Goal of the exercise »
The job is to find each line of the records below that includes the word "TransactionConflict" and copy it.

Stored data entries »
-- Opening Marker --

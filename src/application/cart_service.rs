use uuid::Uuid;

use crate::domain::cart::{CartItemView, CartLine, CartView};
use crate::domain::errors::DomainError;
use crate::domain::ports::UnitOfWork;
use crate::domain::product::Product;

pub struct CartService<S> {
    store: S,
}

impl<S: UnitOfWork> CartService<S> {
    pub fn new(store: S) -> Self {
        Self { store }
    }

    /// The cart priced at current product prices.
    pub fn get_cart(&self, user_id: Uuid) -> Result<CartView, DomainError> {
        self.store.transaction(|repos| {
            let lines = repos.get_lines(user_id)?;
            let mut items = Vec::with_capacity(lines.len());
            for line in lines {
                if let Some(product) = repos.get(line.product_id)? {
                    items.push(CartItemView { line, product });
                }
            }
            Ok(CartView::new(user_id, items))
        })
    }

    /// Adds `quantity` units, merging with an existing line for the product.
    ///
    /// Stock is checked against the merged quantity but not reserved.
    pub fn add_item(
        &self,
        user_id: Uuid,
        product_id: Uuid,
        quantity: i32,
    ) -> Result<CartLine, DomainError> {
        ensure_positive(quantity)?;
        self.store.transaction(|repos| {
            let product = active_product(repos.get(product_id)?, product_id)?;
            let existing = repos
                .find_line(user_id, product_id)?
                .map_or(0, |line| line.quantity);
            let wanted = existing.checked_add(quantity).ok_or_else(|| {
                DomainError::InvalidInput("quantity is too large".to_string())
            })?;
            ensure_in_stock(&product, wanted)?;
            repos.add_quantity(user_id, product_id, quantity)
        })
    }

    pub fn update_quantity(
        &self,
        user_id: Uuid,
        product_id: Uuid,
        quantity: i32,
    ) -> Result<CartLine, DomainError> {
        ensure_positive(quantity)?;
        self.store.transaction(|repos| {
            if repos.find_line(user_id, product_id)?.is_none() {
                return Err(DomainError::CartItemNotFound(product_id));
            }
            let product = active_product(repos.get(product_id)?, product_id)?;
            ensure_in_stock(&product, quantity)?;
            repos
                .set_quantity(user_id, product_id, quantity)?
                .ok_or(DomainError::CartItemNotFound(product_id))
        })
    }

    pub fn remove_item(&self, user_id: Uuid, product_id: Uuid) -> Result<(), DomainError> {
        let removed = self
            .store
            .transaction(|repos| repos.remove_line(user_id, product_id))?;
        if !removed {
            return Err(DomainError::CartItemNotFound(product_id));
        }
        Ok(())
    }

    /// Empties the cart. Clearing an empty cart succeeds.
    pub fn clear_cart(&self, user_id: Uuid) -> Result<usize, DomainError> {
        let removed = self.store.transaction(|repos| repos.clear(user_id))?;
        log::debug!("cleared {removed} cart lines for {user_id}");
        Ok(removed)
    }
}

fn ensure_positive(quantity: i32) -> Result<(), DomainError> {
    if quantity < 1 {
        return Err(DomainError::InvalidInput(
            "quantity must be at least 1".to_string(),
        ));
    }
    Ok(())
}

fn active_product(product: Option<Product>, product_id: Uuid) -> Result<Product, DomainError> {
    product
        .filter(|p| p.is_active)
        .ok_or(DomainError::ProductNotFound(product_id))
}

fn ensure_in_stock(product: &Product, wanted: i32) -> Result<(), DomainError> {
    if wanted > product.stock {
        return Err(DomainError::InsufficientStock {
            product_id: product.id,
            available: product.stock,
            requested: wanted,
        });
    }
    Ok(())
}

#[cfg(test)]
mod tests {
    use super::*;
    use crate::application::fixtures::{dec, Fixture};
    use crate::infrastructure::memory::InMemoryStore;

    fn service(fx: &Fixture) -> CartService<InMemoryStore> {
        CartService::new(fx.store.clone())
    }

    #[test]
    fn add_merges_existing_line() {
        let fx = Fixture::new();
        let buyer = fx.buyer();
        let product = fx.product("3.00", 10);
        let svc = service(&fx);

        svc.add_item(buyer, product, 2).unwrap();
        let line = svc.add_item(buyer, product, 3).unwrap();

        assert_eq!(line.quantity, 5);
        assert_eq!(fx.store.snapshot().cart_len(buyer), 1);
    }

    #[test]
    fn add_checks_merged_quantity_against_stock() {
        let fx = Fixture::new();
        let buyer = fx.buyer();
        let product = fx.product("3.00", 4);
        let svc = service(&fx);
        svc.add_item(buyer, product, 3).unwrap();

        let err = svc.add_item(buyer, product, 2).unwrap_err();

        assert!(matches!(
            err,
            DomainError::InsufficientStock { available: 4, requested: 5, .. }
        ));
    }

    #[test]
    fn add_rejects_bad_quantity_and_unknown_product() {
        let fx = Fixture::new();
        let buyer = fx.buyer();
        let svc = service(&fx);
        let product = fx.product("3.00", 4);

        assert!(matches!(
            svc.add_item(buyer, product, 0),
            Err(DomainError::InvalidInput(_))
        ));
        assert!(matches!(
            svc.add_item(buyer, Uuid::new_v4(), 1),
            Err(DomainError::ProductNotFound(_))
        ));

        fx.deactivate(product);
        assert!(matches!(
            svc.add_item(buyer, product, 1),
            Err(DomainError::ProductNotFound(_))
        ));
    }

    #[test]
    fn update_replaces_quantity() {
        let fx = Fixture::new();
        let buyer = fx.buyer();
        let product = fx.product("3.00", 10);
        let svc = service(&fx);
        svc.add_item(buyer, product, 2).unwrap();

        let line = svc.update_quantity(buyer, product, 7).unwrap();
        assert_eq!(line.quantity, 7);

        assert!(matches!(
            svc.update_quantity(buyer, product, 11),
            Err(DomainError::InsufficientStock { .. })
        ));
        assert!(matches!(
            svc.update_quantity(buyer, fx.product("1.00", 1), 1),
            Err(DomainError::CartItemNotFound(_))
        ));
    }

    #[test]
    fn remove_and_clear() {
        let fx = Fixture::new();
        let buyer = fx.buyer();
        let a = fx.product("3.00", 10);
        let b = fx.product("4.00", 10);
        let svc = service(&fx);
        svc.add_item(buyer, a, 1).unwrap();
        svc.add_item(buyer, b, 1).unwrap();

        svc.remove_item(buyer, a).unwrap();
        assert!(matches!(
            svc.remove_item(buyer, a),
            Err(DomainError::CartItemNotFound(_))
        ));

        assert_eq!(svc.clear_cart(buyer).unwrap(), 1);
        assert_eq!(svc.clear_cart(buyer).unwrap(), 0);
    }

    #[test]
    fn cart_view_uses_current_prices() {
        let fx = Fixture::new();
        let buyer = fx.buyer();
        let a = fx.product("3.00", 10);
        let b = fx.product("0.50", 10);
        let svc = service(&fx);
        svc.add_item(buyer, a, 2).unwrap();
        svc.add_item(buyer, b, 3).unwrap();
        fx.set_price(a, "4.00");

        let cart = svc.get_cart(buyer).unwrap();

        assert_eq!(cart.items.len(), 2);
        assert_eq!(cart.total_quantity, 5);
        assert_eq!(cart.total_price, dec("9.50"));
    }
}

-- Closing Marker --
-- Opening Marker --

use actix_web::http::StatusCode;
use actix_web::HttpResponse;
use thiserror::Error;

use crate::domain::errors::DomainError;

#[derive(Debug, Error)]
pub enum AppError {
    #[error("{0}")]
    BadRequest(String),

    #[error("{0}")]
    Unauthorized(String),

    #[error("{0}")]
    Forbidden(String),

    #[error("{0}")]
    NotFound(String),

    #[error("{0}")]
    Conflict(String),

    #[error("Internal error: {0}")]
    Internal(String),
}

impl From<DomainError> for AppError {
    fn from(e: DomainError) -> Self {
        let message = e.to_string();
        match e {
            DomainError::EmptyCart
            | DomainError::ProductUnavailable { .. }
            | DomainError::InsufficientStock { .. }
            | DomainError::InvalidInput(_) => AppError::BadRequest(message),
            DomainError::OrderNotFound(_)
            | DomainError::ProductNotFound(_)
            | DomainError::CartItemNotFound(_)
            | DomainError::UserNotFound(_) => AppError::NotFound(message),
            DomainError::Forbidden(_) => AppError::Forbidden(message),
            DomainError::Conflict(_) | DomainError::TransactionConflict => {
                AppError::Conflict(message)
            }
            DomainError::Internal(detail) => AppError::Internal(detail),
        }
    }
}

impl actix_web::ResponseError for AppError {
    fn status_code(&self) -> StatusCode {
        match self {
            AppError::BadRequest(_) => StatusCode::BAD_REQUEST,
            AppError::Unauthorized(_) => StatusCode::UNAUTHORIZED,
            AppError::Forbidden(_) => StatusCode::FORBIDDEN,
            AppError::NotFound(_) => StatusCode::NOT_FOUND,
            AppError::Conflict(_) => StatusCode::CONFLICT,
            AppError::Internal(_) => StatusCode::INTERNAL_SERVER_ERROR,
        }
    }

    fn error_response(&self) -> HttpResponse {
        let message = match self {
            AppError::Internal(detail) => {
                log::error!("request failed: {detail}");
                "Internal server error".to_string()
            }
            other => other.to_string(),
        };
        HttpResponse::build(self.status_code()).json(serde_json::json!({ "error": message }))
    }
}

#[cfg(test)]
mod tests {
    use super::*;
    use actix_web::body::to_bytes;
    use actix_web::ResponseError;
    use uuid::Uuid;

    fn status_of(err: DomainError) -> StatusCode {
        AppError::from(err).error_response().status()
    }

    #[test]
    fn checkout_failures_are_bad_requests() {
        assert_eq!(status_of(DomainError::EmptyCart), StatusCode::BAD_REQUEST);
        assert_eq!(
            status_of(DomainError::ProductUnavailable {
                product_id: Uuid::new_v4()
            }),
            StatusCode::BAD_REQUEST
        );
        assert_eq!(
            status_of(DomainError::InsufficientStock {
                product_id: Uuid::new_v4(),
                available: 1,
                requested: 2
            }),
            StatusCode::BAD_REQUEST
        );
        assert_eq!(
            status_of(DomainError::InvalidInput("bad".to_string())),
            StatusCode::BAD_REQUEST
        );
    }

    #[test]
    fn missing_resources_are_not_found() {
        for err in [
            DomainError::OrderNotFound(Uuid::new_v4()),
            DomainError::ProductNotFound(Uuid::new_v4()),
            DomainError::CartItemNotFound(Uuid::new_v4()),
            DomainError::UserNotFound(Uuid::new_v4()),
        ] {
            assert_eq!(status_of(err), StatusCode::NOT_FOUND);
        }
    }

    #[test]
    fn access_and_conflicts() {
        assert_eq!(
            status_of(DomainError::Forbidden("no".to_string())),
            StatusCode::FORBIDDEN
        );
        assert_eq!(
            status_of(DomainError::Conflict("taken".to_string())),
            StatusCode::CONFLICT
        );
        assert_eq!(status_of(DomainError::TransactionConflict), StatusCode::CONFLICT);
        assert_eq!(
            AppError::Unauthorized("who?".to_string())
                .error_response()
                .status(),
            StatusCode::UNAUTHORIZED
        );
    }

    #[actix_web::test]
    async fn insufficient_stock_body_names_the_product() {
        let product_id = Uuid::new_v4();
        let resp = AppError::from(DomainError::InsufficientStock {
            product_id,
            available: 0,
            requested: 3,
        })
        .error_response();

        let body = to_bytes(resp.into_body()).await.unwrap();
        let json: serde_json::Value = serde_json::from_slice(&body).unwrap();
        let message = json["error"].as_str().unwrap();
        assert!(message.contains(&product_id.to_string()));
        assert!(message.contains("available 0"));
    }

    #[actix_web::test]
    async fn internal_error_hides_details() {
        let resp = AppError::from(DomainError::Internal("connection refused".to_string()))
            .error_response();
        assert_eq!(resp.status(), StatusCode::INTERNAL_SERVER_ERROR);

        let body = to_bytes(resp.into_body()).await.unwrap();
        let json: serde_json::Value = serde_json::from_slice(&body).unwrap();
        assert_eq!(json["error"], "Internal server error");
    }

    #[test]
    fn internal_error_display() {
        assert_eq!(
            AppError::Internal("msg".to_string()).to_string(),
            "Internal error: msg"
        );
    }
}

-- Closing Marker --
-- Opening Marker --

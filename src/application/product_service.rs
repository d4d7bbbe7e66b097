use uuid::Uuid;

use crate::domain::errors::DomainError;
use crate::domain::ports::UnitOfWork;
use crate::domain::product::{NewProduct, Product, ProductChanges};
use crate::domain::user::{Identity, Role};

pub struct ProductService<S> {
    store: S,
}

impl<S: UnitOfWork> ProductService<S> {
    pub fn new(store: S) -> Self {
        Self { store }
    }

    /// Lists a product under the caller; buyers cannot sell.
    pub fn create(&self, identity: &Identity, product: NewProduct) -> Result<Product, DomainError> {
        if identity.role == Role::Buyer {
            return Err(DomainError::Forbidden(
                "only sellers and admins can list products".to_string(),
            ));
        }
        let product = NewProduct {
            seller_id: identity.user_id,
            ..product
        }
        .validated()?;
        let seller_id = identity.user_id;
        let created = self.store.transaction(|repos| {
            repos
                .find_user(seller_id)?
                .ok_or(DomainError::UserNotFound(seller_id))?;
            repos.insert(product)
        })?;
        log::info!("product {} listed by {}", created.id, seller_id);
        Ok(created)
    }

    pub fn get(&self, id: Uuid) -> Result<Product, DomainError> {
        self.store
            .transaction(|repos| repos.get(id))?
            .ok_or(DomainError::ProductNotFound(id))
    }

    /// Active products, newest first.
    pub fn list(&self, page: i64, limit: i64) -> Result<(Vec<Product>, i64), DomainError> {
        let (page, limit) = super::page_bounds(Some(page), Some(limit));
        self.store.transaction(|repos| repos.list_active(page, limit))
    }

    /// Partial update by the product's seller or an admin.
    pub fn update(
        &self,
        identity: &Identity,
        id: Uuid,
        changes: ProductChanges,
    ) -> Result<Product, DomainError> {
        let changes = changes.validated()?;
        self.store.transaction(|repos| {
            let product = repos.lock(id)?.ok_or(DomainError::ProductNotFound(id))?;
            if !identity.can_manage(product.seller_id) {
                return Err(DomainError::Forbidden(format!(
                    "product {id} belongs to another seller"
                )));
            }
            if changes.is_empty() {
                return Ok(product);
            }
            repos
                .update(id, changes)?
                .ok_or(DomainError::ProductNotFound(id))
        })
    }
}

-- Closing Marker --

Solved exercise »
            DomainError::Conflict(_) | DomainError::TransactionConflict => {
        assert_eq!(status_of(DomainError::TransactionConflict), StatusCode::CONFLICT);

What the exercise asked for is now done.